Abstract:
Although the two phenomena are usually studied separately, we summarise a considerable body of
literature to the effect that a great many diseases involve (or are accompanied by) both an increased
tendency for blood to clot (hypercoagulability) and the resistance of the clots so formed
(hypofibrinolysis) to the typical, ‘healthy’ or physiological lysis. We concentrate here on the terminal
stages of fibrin formation from fibrinogen, as catalysed by thrombin.
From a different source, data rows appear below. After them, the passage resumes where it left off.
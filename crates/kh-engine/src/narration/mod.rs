//! Narration seam.
//!
//! The engine never calls a narrator itself. After a turn settles, the caller
//! builds a [`NarrationContext`] from the session and hands it to whatever
//! [`Narrator`] it holds. A failed narrator never changes the game; callers
//! fall back to [`FillerNarrator`] or to silence.

mod config;
mod context;
mod filler;

pub use config::{NarratorConfig, NarratorTone};
pub use context::NarrationContext;
pub use filler::FillerNarrator;

use thiserror::Error;

/// Why a narrator produced no text.
#[derive(Debug, Error)]
pub enum NarrationError {
    /// No backend is configured (for example, no API key).
    #[error("narration unavailable: {0}")]
    Unavailable(String),

    /// The backend request failed.
    #[error("narration request failed: {0}")]
    Request(String),

    /// The backend answered with no usable text.
    #[error("narration response was empty")]
    EmptyResponse,
}

/// Something that turns a settled turn into atmospheric text.
pub trait Narrator {
    /// Produce one or two sentences of atmosphere for the turn.
    fn narrate(&self, context: &NarrationContext) -> Result<String, NarrationError>;
}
Hypercoagulability goes hand in
hand with inflammation, and is strongly influenced by the fibrinogen concentration (and vice versa); this
can be mediated via interleukin-6. Poorly liganded iron is a significant feature of inflammatory diseases,
and hypofibrinolysis may change as a result of changes in the structure and morphology of the clot,
which may be mimicked in vitro, and may be caused in vivo, by the presence of unliganded iron
interacting with fibrin(ogen) during clot formation. Many of these phenomena are probably caused
by electrostatic changes in the iron–fibrinogen system, though hydroxyl radical (OH ) formation can
also contribute under both acute and (more especially) chronic conditions. Many substances are
known to affect the nature of fibrin polymerised from fibrinogen, such that this might be seen as a
kind of bellwether for human or plasma health. Overall, our analysis demonstrates the commonalities
underpinning a variety of pathologies as seen in both hypercoagulability and hypofibrinolysis, and offers
opportunities for both diagnostics and therapies.